> [YOUR TASK]: How do the lines below between the ones holding "let state = DecodeState" and "return Some((Err(ClientError::Stream(e.to_string())), state));", inclusive, read? Give them again exactly, with no other lines.

> [INPUT DATA]:
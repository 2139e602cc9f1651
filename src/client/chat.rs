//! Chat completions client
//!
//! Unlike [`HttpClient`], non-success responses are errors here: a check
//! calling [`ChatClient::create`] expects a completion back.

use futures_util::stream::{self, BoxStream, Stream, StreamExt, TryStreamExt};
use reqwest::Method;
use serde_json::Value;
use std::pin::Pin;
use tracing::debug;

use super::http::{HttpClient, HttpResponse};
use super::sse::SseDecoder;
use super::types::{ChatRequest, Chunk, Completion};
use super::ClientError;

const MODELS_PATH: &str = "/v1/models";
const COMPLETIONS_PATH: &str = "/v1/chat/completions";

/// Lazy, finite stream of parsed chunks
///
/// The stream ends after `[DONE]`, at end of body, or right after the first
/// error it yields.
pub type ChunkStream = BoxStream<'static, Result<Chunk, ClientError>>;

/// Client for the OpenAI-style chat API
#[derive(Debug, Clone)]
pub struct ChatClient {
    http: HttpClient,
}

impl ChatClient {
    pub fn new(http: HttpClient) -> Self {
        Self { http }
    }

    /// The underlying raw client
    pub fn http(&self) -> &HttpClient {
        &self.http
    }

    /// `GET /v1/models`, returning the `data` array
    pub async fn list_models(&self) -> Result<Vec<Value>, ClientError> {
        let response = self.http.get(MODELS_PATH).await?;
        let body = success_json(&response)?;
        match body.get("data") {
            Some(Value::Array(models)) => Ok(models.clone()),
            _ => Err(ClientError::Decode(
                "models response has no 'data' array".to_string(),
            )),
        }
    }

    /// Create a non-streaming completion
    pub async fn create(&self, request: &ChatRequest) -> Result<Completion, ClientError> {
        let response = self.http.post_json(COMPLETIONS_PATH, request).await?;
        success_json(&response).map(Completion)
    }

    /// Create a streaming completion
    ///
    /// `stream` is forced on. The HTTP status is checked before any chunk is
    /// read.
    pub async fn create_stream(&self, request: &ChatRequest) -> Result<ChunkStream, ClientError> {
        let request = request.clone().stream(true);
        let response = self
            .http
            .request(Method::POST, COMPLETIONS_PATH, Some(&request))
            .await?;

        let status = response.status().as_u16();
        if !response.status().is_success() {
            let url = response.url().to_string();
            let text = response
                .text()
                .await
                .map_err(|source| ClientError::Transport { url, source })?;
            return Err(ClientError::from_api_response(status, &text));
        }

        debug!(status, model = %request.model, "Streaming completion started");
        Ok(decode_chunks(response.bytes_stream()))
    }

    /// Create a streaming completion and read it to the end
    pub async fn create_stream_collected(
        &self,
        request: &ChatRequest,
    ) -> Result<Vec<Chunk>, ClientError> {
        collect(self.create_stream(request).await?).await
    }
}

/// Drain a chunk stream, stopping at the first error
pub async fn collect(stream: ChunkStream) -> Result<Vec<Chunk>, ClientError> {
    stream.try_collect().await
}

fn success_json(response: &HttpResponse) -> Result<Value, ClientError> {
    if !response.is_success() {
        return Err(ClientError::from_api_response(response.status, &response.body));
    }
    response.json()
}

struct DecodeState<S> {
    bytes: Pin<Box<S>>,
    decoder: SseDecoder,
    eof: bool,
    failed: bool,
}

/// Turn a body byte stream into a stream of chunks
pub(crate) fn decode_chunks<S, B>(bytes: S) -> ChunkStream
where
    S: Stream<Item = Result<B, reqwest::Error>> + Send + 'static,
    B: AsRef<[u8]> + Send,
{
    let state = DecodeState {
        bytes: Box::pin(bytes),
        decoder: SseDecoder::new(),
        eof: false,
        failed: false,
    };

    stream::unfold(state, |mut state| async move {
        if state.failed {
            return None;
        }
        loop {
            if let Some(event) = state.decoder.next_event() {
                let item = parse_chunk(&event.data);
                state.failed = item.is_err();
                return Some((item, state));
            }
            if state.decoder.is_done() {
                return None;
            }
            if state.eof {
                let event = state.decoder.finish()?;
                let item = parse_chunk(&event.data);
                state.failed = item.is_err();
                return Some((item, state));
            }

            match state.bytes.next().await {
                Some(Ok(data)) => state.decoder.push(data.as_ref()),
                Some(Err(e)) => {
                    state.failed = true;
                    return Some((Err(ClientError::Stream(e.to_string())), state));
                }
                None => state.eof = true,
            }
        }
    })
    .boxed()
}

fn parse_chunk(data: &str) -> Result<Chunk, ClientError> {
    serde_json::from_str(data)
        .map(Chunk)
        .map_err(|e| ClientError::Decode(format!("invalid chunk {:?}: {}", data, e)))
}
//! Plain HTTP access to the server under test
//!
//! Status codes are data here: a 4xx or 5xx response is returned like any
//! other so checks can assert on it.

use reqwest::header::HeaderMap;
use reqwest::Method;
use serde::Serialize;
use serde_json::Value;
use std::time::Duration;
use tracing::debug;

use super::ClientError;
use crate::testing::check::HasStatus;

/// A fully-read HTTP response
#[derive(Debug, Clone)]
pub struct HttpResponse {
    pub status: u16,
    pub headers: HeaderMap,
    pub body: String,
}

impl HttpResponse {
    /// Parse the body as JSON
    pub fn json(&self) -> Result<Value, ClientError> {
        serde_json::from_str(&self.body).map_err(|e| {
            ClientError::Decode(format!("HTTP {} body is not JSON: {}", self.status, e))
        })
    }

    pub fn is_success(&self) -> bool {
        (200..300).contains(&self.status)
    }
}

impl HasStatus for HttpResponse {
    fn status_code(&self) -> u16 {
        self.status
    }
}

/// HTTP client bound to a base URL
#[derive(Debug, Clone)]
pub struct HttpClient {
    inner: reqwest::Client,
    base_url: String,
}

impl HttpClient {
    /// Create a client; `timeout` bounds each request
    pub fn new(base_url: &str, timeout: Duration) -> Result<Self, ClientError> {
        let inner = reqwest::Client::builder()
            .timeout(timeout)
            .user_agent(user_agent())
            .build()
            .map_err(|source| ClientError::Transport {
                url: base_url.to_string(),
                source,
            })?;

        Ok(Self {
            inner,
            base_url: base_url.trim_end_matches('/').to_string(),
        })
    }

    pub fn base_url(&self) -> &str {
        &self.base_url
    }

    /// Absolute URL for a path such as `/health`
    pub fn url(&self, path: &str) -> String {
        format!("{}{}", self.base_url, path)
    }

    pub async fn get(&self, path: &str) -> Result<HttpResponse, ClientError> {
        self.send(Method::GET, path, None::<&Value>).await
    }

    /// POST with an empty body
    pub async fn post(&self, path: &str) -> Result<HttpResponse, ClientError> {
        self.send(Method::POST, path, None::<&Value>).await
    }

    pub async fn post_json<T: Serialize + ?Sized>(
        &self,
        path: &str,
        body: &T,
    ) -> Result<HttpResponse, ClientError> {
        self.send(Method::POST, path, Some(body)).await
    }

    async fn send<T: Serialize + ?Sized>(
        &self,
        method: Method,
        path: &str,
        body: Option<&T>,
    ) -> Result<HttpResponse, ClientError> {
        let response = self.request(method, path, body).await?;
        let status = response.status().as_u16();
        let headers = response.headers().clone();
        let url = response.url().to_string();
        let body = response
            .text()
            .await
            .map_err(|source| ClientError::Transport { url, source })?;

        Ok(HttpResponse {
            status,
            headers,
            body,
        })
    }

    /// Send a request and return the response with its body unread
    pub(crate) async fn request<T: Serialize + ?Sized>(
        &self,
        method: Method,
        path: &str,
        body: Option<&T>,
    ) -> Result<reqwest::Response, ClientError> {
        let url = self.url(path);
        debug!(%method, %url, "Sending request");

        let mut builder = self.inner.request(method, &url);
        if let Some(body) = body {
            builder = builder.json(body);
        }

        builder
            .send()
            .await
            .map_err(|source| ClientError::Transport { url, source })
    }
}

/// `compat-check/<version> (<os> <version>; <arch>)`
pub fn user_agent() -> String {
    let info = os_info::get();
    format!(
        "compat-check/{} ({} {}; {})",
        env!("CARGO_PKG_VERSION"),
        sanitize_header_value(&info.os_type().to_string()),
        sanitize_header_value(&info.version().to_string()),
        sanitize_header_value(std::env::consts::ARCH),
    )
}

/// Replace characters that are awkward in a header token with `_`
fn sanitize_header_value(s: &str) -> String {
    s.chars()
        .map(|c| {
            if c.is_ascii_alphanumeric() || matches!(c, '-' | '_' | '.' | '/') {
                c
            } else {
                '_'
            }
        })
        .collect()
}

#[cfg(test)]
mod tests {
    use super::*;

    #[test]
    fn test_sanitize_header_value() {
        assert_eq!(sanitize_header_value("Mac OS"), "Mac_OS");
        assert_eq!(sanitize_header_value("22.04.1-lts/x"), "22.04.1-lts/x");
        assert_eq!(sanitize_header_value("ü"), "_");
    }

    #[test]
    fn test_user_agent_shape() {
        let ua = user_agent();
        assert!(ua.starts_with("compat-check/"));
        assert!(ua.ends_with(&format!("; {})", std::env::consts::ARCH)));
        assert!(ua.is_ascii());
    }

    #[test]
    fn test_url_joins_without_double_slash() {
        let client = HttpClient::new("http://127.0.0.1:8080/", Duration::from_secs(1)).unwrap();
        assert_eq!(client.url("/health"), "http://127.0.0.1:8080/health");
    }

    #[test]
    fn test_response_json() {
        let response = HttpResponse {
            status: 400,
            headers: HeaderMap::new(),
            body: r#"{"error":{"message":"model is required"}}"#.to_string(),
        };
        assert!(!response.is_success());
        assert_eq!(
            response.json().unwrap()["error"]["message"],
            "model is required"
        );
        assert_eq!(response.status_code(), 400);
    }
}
* * *
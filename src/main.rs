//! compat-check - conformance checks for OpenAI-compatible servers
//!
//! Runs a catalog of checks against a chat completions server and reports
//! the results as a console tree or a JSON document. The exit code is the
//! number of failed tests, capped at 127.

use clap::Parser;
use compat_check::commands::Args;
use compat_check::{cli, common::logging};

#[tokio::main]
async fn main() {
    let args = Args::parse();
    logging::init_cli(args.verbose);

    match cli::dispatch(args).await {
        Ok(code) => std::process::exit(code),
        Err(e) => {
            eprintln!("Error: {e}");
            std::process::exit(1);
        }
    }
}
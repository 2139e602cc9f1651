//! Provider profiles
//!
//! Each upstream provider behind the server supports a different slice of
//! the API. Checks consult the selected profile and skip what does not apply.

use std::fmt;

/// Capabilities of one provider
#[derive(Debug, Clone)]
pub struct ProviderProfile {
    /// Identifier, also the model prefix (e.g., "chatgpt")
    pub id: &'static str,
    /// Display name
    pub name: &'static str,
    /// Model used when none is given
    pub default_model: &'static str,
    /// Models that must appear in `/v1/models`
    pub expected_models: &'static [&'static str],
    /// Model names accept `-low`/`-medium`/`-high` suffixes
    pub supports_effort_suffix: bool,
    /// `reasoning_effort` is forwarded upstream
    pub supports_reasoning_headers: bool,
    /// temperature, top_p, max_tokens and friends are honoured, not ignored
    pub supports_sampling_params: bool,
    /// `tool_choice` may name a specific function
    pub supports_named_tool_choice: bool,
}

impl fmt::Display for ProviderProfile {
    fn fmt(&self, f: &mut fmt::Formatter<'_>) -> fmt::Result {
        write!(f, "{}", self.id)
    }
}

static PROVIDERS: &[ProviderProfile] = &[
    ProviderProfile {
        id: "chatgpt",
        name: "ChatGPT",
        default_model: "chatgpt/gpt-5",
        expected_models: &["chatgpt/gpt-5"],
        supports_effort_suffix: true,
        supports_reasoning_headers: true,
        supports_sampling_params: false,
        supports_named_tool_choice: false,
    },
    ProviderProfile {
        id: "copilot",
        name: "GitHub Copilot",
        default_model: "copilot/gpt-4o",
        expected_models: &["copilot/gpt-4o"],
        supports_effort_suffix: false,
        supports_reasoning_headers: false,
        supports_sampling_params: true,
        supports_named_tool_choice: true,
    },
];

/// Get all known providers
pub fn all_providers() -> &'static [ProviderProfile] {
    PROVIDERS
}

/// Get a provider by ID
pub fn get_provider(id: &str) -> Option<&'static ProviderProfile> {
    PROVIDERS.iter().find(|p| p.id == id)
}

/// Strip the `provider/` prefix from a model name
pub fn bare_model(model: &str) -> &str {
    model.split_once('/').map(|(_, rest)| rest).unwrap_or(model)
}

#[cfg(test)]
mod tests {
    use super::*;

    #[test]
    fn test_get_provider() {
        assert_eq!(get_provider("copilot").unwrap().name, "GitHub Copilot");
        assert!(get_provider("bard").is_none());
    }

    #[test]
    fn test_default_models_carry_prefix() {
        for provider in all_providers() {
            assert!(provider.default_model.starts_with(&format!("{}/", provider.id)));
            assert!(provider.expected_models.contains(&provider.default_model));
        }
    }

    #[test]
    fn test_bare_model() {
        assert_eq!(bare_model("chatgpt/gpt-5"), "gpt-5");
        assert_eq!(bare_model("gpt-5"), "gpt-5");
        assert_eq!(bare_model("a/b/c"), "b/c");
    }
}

> [SOLUTION TO THE PROBLEM]:
    let state = DecodeState {
        bytes: Box::pin(bytes),
        decoder: SseDecoder::new(),
        eof: false,
        failed: false,
    };

    stream::unfold(state, |mut state| async move {
        if state.failed {
            return None;
        }
        loop {
            if let Some(event) = state.decoder.next_event() {
                let item = parse_chunk(&event.data);
                state.failed = item.is_err();
                return Some((item, state));
            }
            if state.decoder.is_done() {
                return None;
            }
            if state.eof {
                let event = state.decoder.finish()?;
                let item = parse_chunk(&event.data);
                state.failed = item.is_err();
                return Some((item, state));
            }

            match state.bytes.next().await {
                Some(Ok(data)) => state.decoder.push(data.as_ref()),
                Some(Err(e)) => {
                    state.failed = true;
                    return Some((Err(ClientError::Stream(e.to_string())), state));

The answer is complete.